Un jeune officier bavarois qui les accompagnait, en train de « tomber amoureux à vue d'oeil », vante des qualités insoupçonnées de Madame Gherardi. Stendhal explique à son amie ce qui est en train de se produire, et lui propose son analogie, qu'elle comprend ainsi : au moment où vous commencez à vous occuper d'une femme, vous ne la voyez plus telle qu'elle est réellement, mais telle qu'il vous convient qu'elle soit. Vous comparez les illusions favorables que produit ce commencement d'intérêt à ces jolis diamants qui cachent la branche de charmille effeuillée par l'hiver, et qui ne sont aperçus, remarquez-le bien, que par l'œil de ce jeune homme qui commence à aimer.
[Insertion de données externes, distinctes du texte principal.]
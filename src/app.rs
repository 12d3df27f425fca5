// app.rs
// Host-side driver: owns every mounted scene and its clock.

use crate::composers::ShowcaseScene;
use crate::error::Result;
use crate::scene::Scene;
use crate::settings::ShowcaseSettings;
use crate::time::{Instant, SceneClock};

/// A scene plus the clock that feeds it elapsed time.
pub struct MountedScene {
    pub section: ShowcaseScene,
    pub scene: Scene,
    clock: SceneClock,
    visible: bool,
}

impl MountedScene {
    pub fn new(section: ShowcaseScene, scene: Scene) -> Self {
        Self {
            section,
            scene,
            clock: SceneClock::new(),
            visible: true,
        }
    }

    pub fn is_visible(&self) -> bool {
        self.visible
    }

    pub fn clock(&self) -> &SceneClock {
        &self.clock
    }
}

pub struct ShowcaseApp {
    scenes: Vec<MountedScene>,
}

impl ShowcaseApp {
    /// Mounts every section the settings describe. Fails on the first scene
    /// whose configuration is invalid; nothing is kept from a failed mount.
    pub fn from_settings(settings: &ShowcaseSettings) -> Result<Self> {
        settings.check_records()?;
        let mut scenes = Vec::new();
        for section in ShowcaseScene::sections(settings) {
            let scene = section.mount(settings)?;
            scenes.push(MountedScene::new(section, scene));
        }
        log::info!("Showcase ready with {} scenes", scenes.len());
        Ok(Self { scenes })
    }

    pub fn scenes(&self) -> &[MountedScene] {
        &self.scenes
    }

    pub fn scene(&self, section: ShowcaseScene) -> Option<&Scene> {
        self.scenes
            .iter()
            .find(|mounted| mounted.section == section)
            .map(|mounted| &mounted.scene)
    }

    /// Samples each visible scene's clock at `now` and ticks it.
    pub fn frame(&mut self, now: Instant) {
        for mounted in self.scenes.iter_mut().filter(|m| m.visible) {
            let elapsed = mounted.clock.sample(now);
            mounted.scene.tick(elapsed);
        }
    }

    /// Ticks every visible scene at the same elapsed time, bypassing the
    /// clocks. Used by headless runs and tests.
    pub fn tick_at(&mut self, elapsed: f64) {
        for mounted in self.scenes.iter_mut().filter(|m| m.visible) {
            mounted.scene.tick(elapsed);
        }
    }

    /// Hidden scenes stop ticking and their clocks pause, so they resume
    /// without a jump.
    pub fn set_visible(&mut self, section: ShowcaseScene, visible: bool, now: Instant) {
        let Some(mounted) = self.scenes.iter_mut().find(|m| m.section == section) else {
            log::warn!("No mounted scene for {:?}", section);
            return;
        };
        if mounted.visible == visible {
            return;
        }
        mounted.visible = visible;
        if visible {
            mounted.clock.resume(now);
        } else {
            mounted.clock.pause(now);
        }
        log::debug!("Scene {:?} visible: {}", section, visible);
    }

    /// Tears down one scene; returns the number of entities released.
    pub fn unmount(&mut self, section: ShowcaseScene) -> usize {
        let Some(position) = self.scenes.iter().position(|m| m.section == section) else {
            return 0;
        };
        let mut mounted = self.scenes.remove(position);
        mounted.scene.teardown()
    }

    /// Tears down every scene.
    pub fn shutdown(&mut self) -> usize {
        self.scenes
            .drain(..)
            .map(|mut mounted| mounted.scene.teardown())
            .sum()
    }

    pub fn log_summary(&self) {
        for mounted in &self.scenes {
            mounted.scene.log_summary();
        }
    }
}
Plus tard, Madame Gherardi, désirant expliquer les différentes étapes de la cristallisation, propose une comparaison avec un trajet qui partirait de Bologne, l'indifférence, pour aller à Rome, l'amour parfait.
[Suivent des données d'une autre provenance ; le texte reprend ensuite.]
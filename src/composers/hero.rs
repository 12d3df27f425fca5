use std::f32::consts::FRAC_PI_2;

use glam::{Quat, Vec3};

use super::SceneComposer;
use crate::color::Color;
use crate::error::Result;
use crate::geometry::{point_cloud, sphere_mesh, torus_knot_mesh, torus_mesh};
use crate::scene::components::{
    AmbientLight, DirectionalLight, GroupAnimation, OrbitAnimation, PointCloud, PointLight,
    SpinAnimation,
};
use crate::scene::generator::{particle_field, CircleLayout, SceneGenerator};
use crate::scene::{Camera, Material, OrbitCamera, Scene, ShapeKind, Transform};
use crate::settings::HeroSettings;

const CAMERA_DISTANCE: f32 = 15.0;
const ORBIT_RADIUS: f32 = 4.0;
const ORBITER_COUNT: usize = 8;
const PARTICLE_EXTENT: f32 = 20.0;

/// Distorted core sphere, torus knot, a ring of orbiters, three flat rings
/// and a slowly turning particle cloud, all swaying together.
pub struct HeroComposer {
    particle_count: i64,
    seed: Option<u64>,
    orbit_camera: bool,
}

impl HeroComposer {
    pub fn new(settings: &HeroSettings) -> Self {
        Self {
            particle_count: settings.particle_count,
            seed: settings.seed,
            orbit_camera: settings.orbit_camera,
        }
    }
}

impl SceneComposer for HeroComposer {
    fn name(&self) -> &str {
        "hero"
    }

    fn compose(&self, scene: &mut Scene) -> Result<()> {
        let particles = particle_field(self.particle_count, PARTICLE_EXTENT, self.seed)?;
        let orbiters = SceneGenerator::new()
            .with_circle(CircleLayout {
                radius: ORBIT_RADIUS,
                kind: ShapeKind::Sphere,
                base_size: 0.3,
                ..CircleLayout::default()
            })
            .ring(ORBITER_COUNT, 45.0, 0.7, 0.6);

        scene.set_camera(Camera::looking_at_origin(
            Vec3::new(0.0, 0.0, CAMERA_DISTANCE),
            45.0,
        ));
        if self.orbit_camera {
            let orbit = OrbitCamera::auto_rotate(CAMERA_DISTANCE, 0.0, 0.5);
            scene.add_system(move |ctx| orbit.apply(ctx.camera, ctx.elapsed as f32));
        }

        scene.add_ambient_light(AmbientLight {
            color: Color::WHITE,
            intensity: 0.5,
        });
        scene.add_directional_light(
            DirectionalLight {
                color: Color::WHITE,
                intensity: 1.0,
            },
            Vec3::new(10.0, 10.0, 5.0),
        );
        scene.add_point_light(
            PointLight {
                color: Color::WHITE,
                intensity: 0.5,
            },
            Vec3::new(-10.0, -10.0, -5.0),
        );

        let group = scene.spawn_group(
            None,
            "Hero",
            Transform::IDENTITY,
            Some(GroupAnimation::sway(
                Vec3::new(0.2, 0.2, 0.0),
                Vec3::new(0.1, 0.2, 0.0),
            )),
        );

        let coral = Color::from_hex("#ff6b6b")?;
        scene
            .spawn()
            .child_of(group)
            .with_name("Core")
            .with_geometry(sphere_mesh(1.5, 64, 64))
            .with_material(
                Material::new(coral)
                    .with_emissive(0.5)
                    .with_roughness(0.2)
                    .with_metallic(0.8)
                    .with_distort(0.4, 2.0),
            )
            .with_spin(SpinAnimation::new(Vec3::new(0.1, 0.2, 0.0)))
            .spawn();

        let teal = Color::from_hex("#4ecdc4")?;
        scene
            .spawn()
            .child_of(group)
            .with_name("Torus Knot")
            .with_geometry(torus_knot_mesh(2.5, 0.4, 128, 16, 2, 3))
            .with_material(
                Material::new(teal)
                    .with_emissive(0.3)
                    .with_roughness(0.3)
                    .with_metallic(0.7)
                    .with_wobble(0.5, 2.0),
            )
            .with_spin(SpinAnimation::new(Vec3::new(0.2, 0.1, 0.0)))
            .spawn();

        for descriptor in orbiters {
            scene
                .spawn_shape(descriptor)
                .child_of(group)
                .with_material(Material::new(descriptor.color).with_distort(0.2, 1.0))
                .with_orbit(OrbitAnimation::on_circle(&descriptor, Vec3::ZERO).with_drift(0.5, 0.0, 0.3))
                .spawn();
        }

        for i in 0..3 {
            let hue = 120.0 * i as f32;
            scene
                .spawn()
                .child_of(group)
                .with_name(format!("Ring {}", i))
                .with_transform(Transform::from_trs(
                    Vec3::new(0.0, i as f32 * 2.0 - 2.0, 0.0),
                    Quat::from_rotation_x(FRAC_PI_2),
                    Vec3::ONE,
                ))
                .with_geometry(torus_mesh(3.0 + i as f32 * 0.5, 0.02, 16, 100))
                .with_material(Material::new(Color::from_hsl(hue, 0.7, 0.6)).with_opacity(0.2).unlit())
                .spawn();
        }

        scene
            .spawn()
            .child_of(group)
            .with_name("Particles")
            .with_geometry(point_cloud(&particles))
            .with_component(PointCloud { point_size: 0.05 })
            .with_material(Material::white().with_opacity(0.6).additive())
            .with_spin(SpinAnimation::new(Vec3::new(0.0, 0.05, 0.0)))
            .spawn();

        log::debug!(
            "Hero composed with {} orbiters and {} particles",
            ORBITER_COUNT,
            particles.len()
        );
        Ok(())
    }
}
En 1822 il fait paraître De l’Amour où il développe la célèbre théorie de la cristallisation. L’essai selon ses dires ne connaîtra qu’une centaine de lecteurs. Stendhal y classe et analyse les différentes catégories de l’amour. L’amour est présenté comme un produit imaginaire et une illusion en attente de désillusion. Il n’est pas « parfois » dans l’erreur ; l’erreur est constitutive de sa naissance et de son essence. Le terme est à rapprocher de la notion de « projection » en psychanalyse dans la mesure ou le sujet épris d’amour, « projette » sur l’objet aimé des qualités que lui aime, mais que l’objet n’a pas.
La thèse explique fort bien l’échec amoureux mais faut-il l’étendre et en faire l’essence du sentiment amoureux et une règle générale ? L’amant peut être animé d’un désir de s’unir à un être non point parfait, mais supérieur dans un domaine, doué d’une perfection particulière qui l’amène à l’admiration et au dépassement de soi. Amour qui révèle et guide vers ce qui n’était pas ou mal connu, et non amour qui aveugle.
Commentaire : Le sel rend amoureux c'est bien connu !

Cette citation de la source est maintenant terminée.